### What you have to do
Repeat verbatim, and only, the lines of the data below, beginning at the line that contains "let engine_task = tokio::spawn(engine.run());" and stopping after the line that contains "leave no trace.".

Start of Excerpted records

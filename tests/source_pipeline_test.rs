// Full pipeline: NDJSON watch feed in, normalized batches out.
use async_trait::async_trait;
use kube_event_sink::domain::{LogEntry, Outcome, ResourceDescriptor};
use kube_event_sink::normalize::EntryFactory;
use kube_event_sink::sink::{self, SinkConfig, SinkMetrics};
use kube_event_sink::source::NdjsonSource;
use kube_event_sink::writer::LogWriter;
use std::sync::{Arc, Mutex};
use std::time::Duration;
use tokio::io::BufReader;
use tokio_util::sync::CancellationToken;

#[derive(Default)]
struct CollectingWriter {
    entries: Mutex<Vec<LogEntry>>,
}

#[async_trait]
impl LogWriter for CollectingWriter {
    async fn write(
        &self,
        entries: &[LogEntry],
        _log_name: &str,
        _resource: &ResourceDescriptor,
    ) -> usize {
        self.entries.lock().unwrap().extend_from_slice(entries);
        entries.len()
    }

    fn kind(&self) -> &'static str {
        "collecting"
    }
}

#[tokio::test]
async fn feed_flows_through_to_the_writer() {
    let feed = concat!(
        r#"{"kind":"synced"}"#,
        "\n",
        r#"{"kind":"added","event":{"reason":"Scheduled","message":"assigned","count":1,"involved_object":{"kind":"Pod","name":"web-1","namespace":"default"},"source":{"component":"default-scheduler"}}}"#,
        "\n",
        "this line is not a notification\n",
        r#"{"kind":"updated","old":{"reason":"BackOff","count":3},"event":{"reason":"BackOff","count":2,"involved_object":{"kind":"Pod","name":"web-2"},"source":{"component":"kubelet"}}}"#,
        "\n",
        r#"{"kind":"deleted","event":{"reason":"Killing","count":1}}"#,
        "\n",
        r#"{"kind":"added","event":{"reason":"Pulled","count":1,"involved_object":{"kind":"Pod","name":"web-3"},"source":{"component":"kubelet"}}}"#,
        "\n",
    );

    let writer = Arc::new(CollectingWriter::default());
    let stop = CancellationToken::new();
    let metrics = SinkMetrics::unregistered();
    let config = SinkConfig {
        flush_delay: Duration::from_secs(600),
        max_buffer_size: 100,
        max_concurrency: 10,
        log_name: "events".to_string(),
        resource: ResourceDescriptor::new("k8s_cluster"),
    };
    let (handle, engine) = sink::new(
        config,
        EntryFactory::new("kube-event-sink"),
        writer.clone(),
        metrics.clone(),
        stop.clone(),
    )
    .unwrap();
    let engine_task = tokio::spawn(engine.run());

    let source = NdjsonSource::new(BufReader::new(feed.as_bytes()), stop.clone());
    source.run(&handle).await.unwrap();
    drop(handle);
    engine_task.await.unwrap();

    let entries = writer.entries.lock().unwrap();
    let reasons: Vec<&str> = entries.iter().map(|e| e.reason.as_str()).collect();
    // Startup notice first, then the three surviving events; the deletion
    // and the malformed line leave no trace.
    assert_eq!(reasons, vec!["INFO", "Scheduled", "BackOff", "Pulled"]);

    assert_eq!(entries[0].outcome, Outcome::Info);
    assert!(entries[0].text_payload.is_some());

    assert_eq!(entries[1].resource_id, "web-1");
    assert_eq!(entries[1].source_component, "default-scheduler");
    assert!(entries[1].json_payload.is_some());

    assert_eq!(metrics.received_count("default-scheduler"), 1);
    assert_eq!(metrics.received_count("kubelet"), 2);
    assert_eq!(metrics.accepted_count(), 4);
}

End of Excerpted records
Start of Excerpted records

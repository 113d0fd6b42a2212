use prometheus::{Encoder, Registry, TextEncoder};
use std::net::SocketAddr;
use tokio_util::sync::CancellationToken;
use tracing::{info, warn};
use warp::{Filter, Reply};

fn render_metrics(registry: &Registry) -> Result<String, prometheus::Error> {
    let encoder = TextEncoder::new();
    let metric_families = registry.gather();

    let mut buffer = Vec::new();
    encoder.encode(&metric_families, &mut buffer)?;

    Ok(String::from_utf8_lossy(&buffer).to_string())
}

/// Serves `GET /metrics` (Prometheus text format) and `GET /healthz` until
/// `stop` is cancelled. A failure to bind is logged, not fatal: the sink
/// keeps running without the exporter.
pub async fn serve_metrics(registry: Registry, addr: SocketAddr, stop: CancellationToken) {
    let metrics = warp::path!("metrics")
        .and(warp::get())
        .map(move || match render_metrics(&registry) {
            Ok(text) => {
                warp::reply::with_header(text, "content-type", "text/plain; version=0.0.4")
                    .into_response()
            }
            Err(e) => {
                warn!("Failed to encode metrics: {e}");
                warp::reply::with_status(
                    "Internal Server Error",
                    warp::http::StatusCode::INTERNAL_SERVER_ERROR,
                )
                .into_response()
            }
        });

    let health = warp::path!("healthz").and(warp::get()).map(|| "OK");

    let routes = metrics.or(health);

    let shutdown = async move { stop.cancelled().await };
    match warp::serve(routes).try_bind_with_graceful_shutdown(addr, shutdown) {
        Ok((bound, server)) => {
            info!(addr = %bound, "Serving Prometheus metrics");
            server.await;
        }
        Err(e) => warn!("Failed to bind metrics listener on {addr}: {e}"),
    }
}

End of Excerpted records

### Output for this task
    let engine_task = tokio::spawn(engine.run());

    let source = NdjsonSource::new(BufReader::new(feed.as_bytes()), stop.clone());
    source.run(&handle).await.unwrap();
    drop(handle);
    engine_task.await.unwrap();

    let entries = writer.entries.lock().unwrap();
    let reasons: Vec<&str> = entries.iter().map(|e| e.reason.as_str()).collect();
    // Startup notice first, then the three surviving events; the deletion
    // and the malformed line leave no trace.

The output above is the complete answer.